Ringfort (Rath), Seskin, Co. Wicklow
Co. Wicklow |
Ringforts
At the foot of a south-west-facing slope in County Wicklow, a small stream does more than simply flow past a grassy mound.
It forms part of the defensive logic of an early medieval ringfort, a type of enclosed farmstead typically built between roughly 500 and 1000 AD, where the natural landscape was incorporated directly into the structure's design. What makes this particular example quietly interesting is its complexity: rather than a single enclosing bank, it is bivallate, meaning it has two concentric circuits of earthworks, a feature associated with higher-status sites and suggesting that whoever lived here warranted, or at least wanted to project, a degree of social prestige.

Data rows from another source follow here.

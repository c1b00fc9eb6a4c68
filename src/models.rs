use std::collections::HashMap;
use std::fmt;

use chrono::{Local, NaiveDate, Utc};
use serde::{Deserialize, Serialize};

/// Leagues the service aggregates
#[derive(Debug, Clone, Copy, PartialEq, Eq, Hash, Serialize, Deserialize)]
#[serde(rename_all = "lowercase")]
pub enum League {
    Mlb,
    Nba,
    Nfl,
}

impl League {
    pub const ALL: [League; 3] = [League::Mlb, League::Nba, League::Nfl];

    pub fn as_str(&self) -> &'static str {
        match self {
            League::Mlb => "mlb",
            League::Nba => "nba",
            League::Nfl => "nfl",
        }
    }

    pub fn parse(s: &str) -> Option<Self> {
        match s.to_ascii_lowercase().as_str() {
            "mlb" => Some(League::Mlb),
            "nba" => Some(League::Nba),
            "nfl" => Some(League::Nfl),
            _ => None,
        }
    }

    /// Only the NFL records ties; MLB and NBA games always resolve.
    pub fn allows_ties(&self) -> bool {
        matches!(self, League::Nfl)
    }
}

impl fmt::Display for League {
    fn fmt(&self, f: &mut fmt::Formatter<'_>) -> fmt::Result {
        f.write_str(self.as_str())
    }
}

/// Join key between primary and secondary sources. Immutable once sourced.
#[derive(Debug, Clone, PartialEq, Eq, Serialize, Deserialize)]
pub struct TeamIdentity {
    pub name: String,
    pub abbr: String,
    pub league: League,
}

/// One win/loss(/tie) record, per source per team per as-of date.
#[derive(Debug, Clone, Copy, PartialEq, Eq, Serialize, Deserialize)]
pub struct Record {
    pub wins: u32,
    pub losses: u32,
    pub ties_or_ot: Option<u32>,
}

impl Record {
    pub fn new(wins: u32, losses: u32) -> Self {
        Self {
            wins,
            losses,
            ties_or_ot: None,
        }
    }

    pub fn with_ties(wins: u32, losses: u32, ties: u32) -> Self {
        Self {
            wins,
            losses,
            ties_or_ot: Some(ties),
        }
    }
}

/// Verdict from corroborating a primary record against a secondary source.
#[derive(Debug, Clone, PartialEq, Eq, Serialize, Deserialize)]
pub struct VerificationResult {
    pub verified: bool,
    pub notes: Option<String>,
}

/// A single game outcome. Sequences are chronological, oldest to newest.
#[derive(Debug, Clone, Copy, PartialEq, Eq, Serialize, Deserialize)]
pub enum ResultToken {
    Win,
    Loss,
    Tie,
}

impl ResultToken {
    pub fn letter(&self) -> char {
        match self {
            ResultToken::Win => 'W',
            ResultToken::Loss => 'L',
            ResultToken::Tie => 'T',
        }
    }

    pub fn from_letter(c: char) -> Option<Self> {
        match c {
            'W' => Some(ResultToken::Win),
            'L' => Some(ResultToken::Loss),
            'T' => Some(ResultToken::Tie),
            _ => None,
        }
    }
}

/// Normalized primary-source input: one team with its record and its own
/// chronological game outcomes.
#[derive(Debug, Clone, PartialEq, Serialize, Deserialize)]
pub struct PrimaryTeam {
    pub identity: TeamIdentity,
    pub record: Record,
    pub results: Vec<ResultToken>,
}

/// Normalized secondary-source input. Secondary providers only expose a name
/// and a record; matching against primary identities happens in the core.
#[derive(Debug, Clone, PartialEq, Serialize, Deserialize)]
pub struct SecondaryTeam {
    pub name: String,
    pub record: Record,
}

/// Reconciliation output, one per primary team. Created fresh each run and
/// superseded (not mutated) by the next run.
#[derive(Debug, Clone, PartialEq, Serialize, Deserialize)]
#[serde(rename_all = "camelCase")]
pub struct TeamStanding {
    pub team: TeamIdentity,
    pub record: Record,
    pub streak: String,
    pub last_five: String,
    pub record_as_of: NaiveDate,
    pub verification: VerificationResult,
    pub sources: Vec<String>,
}

/// Home/away marker on a game log, serialized as "H"/"A" on the wire.
#[derive(Debug, Clone, Copy, PartialEq, Eq, Serialize, Deserialize)]
pub enum HomeAway {
    #[serde(rename = "H")]
    Home,
    #[serde(rename = "A")]
    Away,
}

impl HomeAway {
    pub fn as_str(&self) -> &'static str {
        match self {
            HomeAway::Home => "H",
            HomeAway::Away => "A",
        }
    }

    pub fn parse(s: &str) -> Option<Self> {
        match s {
            "H" => Some(HomeAway::Home),
            "A" => Some(HomeAway::Away),
            _ => None,
        }
    }
}

/// One player game log. `stats` is `None` when the provider sent no stats
/// container at all for the game.
#[derive(Debug, Clone, PartialEq, Serialize, Deserialize)]
pub struct GameLogEntry {
    pub date: NaiveDate,
    pub opponent: String,
    pub home_away: HomeAway,
    pub stats: Option<HashMap<String, f64>>,
}

/// Count/average/min/max over one selected statistic.
#[derive(Debug, Clone, PartialEq, Serialize, Deserialize)]
pub struct StatSummary {
    pub games: u32,
    pub avg: f64,
    pub min: f64,
    pub max: f64,
}

/// Generated-at timestamps attached by the service layer, never by the core.
#[derive(Debug, Clone, Serialize)]
#[serde(rename_all = "camelCase")]
pub struct GeneratedAt {
    pub generated_at_utc: String,
    pub generated_at_local: String,
}

impl GeneratedAt {
    pub fn now() -> Self {
        Self {
            generated_at_utc: Utc::now().to_rfc3339(),
            generated_at_local: Local::now().to_rfc3339(),
        }
    }
}

/// Application configuration
#[derive(Debug, Clone)]
pub struct Config {
    pub database_path: String,
    pub port: u16,
    pub sportsdataio_key: Option<String>,
    pub use_mock_data: bool,
    pub standings_refresh_secs: u64,
    pub secondary_nba_feed: Option<String>,
    pub secondary_nfl_feed: Option<String>,
}

impl Config {
    pub fn from_env() -> anyhow::Result<Self> {
        dotenv::dotenv().ok();

        let database_path =
            std::env::var("DATABASE_PATH").unwrap_or_else(|_| "./statline.db".to_string());

        let port = std::env::var("PORT")
            .unwrap_or_else(|_| "8080".to_string())
            .parse()
            .unwrap_or(8080);

        let sportsdataio_key = std::env::var("SPORTSDATAIO_KEY").ok();

        let use_mock_data = std::env::var("USE_MOCK_DATA")
            .map(|v| v == "true" || v == "1")
            .unwrap_or(false);

        let standings_refresh_secs = std::env::var("STANDINGS_REFRESH_SECS")
            .unwrap_or_else(|_| "900".to_string())
            .parse()
            .unwrap_or(900);

        let secondary_nba_feed = std::env::var("SECONDARY_NBA_FEED").ok();
        let secondary_nfl_feed = std::env::var("SECONDARY_NFL_FEED").ok();

        Ok(Self {
            database_path,
            port,
            sportsdataio_key,
            use_mock_data,
            standings_refresh_secs,
            secondary_nba_feed,
            secondary_nfl_feed,
        })
    }
}

#[cfg(test)]
mod tests {
    use super::*;

    #[test]
    fn test_league_parse_roundtrip() {
        for league in League::ALL {
            assert_eq!(League::parse(league.as_str()), Some(league));
        }
        assert_eq!(League::parse("NFL"), Some(League::Nfl));
        assert_eq!(League::parse("nhl"), None);
    }

    #[test]
    fn test_only_nfl_allows_ties() {
        assert!(League::Nfl.allows_ties());
        assert!(!League::Mlb.allows_ties());
        assert!(!League::Nba.allows_ties());
    }

    #[test]
    fn test_result_token_letters() {
        assert_eq!(ResultToken::from_letter('W'), Some(ResultToken::Win));
        assert_eq!(ResultToken::from_letter('T'), Some(ResultToken::Tie));
        assert_eq!(ResultToken::from_letter('X'), None);
        assert_eq!(ResultToken::Loss.letter(), 'L');
    }

    #[test]
    fn test_home_away_wire_format() {
        let json = serde_json::to_string(&HomeAway::Home).unwrap();
        assert_eq!(json, "\"H\"");
        let parsed: HomeAway = serde_json::from_str("\"A\"").unwrap();
        assert_eq!(parsed, HomeAway::Away);
    }
}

The site consists of an oval interior measuring approximately 35 metres north-east to south-west and 31 metres north-west to south-east. Around it runs an earth and stone bank, itself between two and three metres wide and still standing up to 1.2 metres high in places. Beyond that lies an outer fosse, a defensive ditch roughly 3.2 to 3.5 metres wide, visible along the western and northern arcs. A berm, the flat strip of ground left between a ditch and an outer bank, separates this from a second bank along the same stretch. To the south, the builders appear to have dispensed with some of this earthwork infrastructure altogether, relying instead on a sharp natural drop down to the stream below. At the east, a gap roughly two metres wide may represent the fort's original entrance. Attached to that same eastern side is a triangular annexe of considerable size, measuring some 70 metres by 40 metres, bounded to the north by a continuation of the outer bank and to the south, again, by the stream. Annexes of this kind were often used for livestock, adding a practical agricultural dimension to what might otherwise read as a purely defensive structure.